Suddenly, news trucks from around the country were descending on Texas and Short Creek to talk about Jeffs’ taste for young girls and what life was really like inside the secretive cult. In the meantime, investigators had uncovered evidence that Jeffs had taken several teen brides and married one girl who was only 12, consummating their marriage on a temple bed. Jeffs was eventually extradited from Utah to Texas and in August 2011 was sentenced to life in prison, plus 20 years.
Yet despite being in jail, Jeffs was still the prophet and determined to keep his stranglehold over Short Creek, where the majority of his estimated 10,000 followers lived. But the town was changing. During Jeffs’ years on the run, an obscure legal case made its way through the courts, challenging FLDS control over something called the United Effort Plan. Created by the town elders in the 1940s, the UEP was a charitable trust designed to allow FLDS members to live communally and keep outsiders at bay. All FLDS members gave ownership of their property to the church-controlled trust, on top of paying a percentage of their incomes. By the time Jeffs took over the church, in 2002, the FLDS owned nearly all of the land in Short Creek, which meant he could kick out whoever he wanted from their homes, a power he regularly abused.

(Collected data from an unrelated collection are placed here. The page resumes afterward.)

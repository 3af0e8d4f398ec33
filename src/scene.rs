//! Driver-owned render state: material selection, light, and orbiting camera.
//!
//! Everything the per-frame matrix calls need lives in [`SceneState`], which
//! the app owns and passes by reference. The core geometry and matrix modules
//! never hold state of their own.

use crate::config::{AppConfig, CameraConfig};
use crate::error::Result;
use crate::mat4::{self, Matrix4x4};
use crate::material::MaterialKind;
use crate::phong::PointLight;
use glam::Vec3;

/// World axis a light move is applied along.
#[derive(Clone, Copy, Debug, PartialEq, Eq, Hash)]
pub enum Axis {
    X,
    Y,
    Z,
}

impl Axis {
    pub fn unit(self) -> Vec3 {
        match self {
            Axis::X => Vec3::X,
            Axis::Y => Vec3::Y,
            Axis::Z => Vec3::Z,
        }
    }
}

/// The three transforms handed to the vertex stage, plus the normal matrix.
#[derive(Clone, Copy, Debug, PartialEq)]
pub struct FrameMatrices {
    pub model: Matrix4x4,
    pub view: Matrix4x4,
    pub projection: Matrix4x4,
    /// Inverse-transpose of `model`.
    pub normal_matrix: Matrix4x4,
}

/// Mutable per-run state of the viewer.
///
/// The camera circles the origin at a fixed height, looking at the sphere's
/// center, while the light stays wherever the user last moved it.
#[derive(Clone, Debug)]
pub struct SceneState {
    pub material: MaterialKind,
    pub light: PointLight,
    /// Distance a single light move covers.
    pub light_step: f32,
    /// Current camera azimuth in degrees.
    pub orbit_angle: f32,
    pub camera: CameraConfig,
}

impl Default for SceneState {
    fn default() -> Self {
        Self::from_config(&AppConfig::default())
    }
}

impl SceneState {
    pub fn from_config(config: &AppConfig) -> Self {
        Self {
            material: MaterialKind::from_id(config.material).unwrap_or_default(),
            light: PointLight {
                position: Vec3::from(config.light.position),
                color: Vec3::from(config.light.color),
            },
            light_step: config.light.step,
            orbit_angle: 0.0,
            camera: config.camera.clone(),
        }
    }

    /// Switches the active preset. Returns `true` if it changed.
    pub fn select_material(&mut self, kind: MaterialKind) -> bool {
        let changed = self.material != kind;
        self.material = kind;
        changed
    }

    /// Moves the light by `delta` along `axis`.
    pub fn move_light(&mut self, axis: Axis, delta: f32) {
        self.light.position += axis.unit() * delta;
    }

    /// Moves the light one configured step along `axis`, in the direction of
    /// `sign`. A zero or NaN `sign` leaves the light in place.
    pub fn step_light(&mut self, axis: Axis, sign: f32) {
        if sign == 0.0 || sign.is_nan() {
            return;
        }
        self.move_light(axis, self.light_step * sign.signum());
    }

    /// Advances the camera orbit by `dt` seconds.
    pub fn advance(&mut self, dt: f32) {
        self.orbit_angle = (self.orbit_angle + self.camera.orbit_speed_degrees * dt) % 360.0;
    }

    /// Camera position for the current orbit angle.
    pub fn eye(&self) -> Vec3 {
        let (sin, cos) = self.orbit_angle.to_radians().sin_cos();
        Vec3::new(
            sin * self.camera.orbit_radius,
            self.camera.orbit_height,
            cos * self.camera.orbit_radius,
        )
    }

    /// Builds this frame's transforms for a viewport of the given aspect ratio.
    pub fn frame_matrices(&self, aspect: f32) -> Result<FrameMatrices> {
        let model = mat4::identity();
        let view = mat4::look_at(self.eye(), Vec3::ZERO, Vec3::Y)?;
        let projection = mat4::perspective(
            self.camera.fov_degrees,
            aspect,
            self.camera.near,
            self.camera.far,
        )?;

        Ok(FrameMatrices {
            model,
            view,
            projection,
            normal_matrix: mat4::normal_matrix(&model),
        })
    }
}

But that all changed when several Lost Boys sued the church in 2004 for kicking them out. “Answer them nothing,” Jeffs told his lawyers. Any kind of response, he reasoned, would be an acknowledgment of the unholy power of the government. As far as legal strategies go, it was a disaster: Ignoring the lawsuit put the church’s assets in jeopardy. The state stripped Jeffs of his control over the trust, eventually revising it to benefit anyone who’d contributed time or money to building the community. Soon, apostates started trickling back into Short Creek, taking up residence in their former homes. “Leave them alone, severely,” Jeffs instructed, which meant don’t shop at their stores, speak with them or even wave while passing in the street. By the time Jeffs was sentenced in 2011, the apostates were returning in droves. The town was bitterly divided. Brothers and sisters, cousins, nieces and nephews were forced to choose sides.
The battle for Short Creek had begun.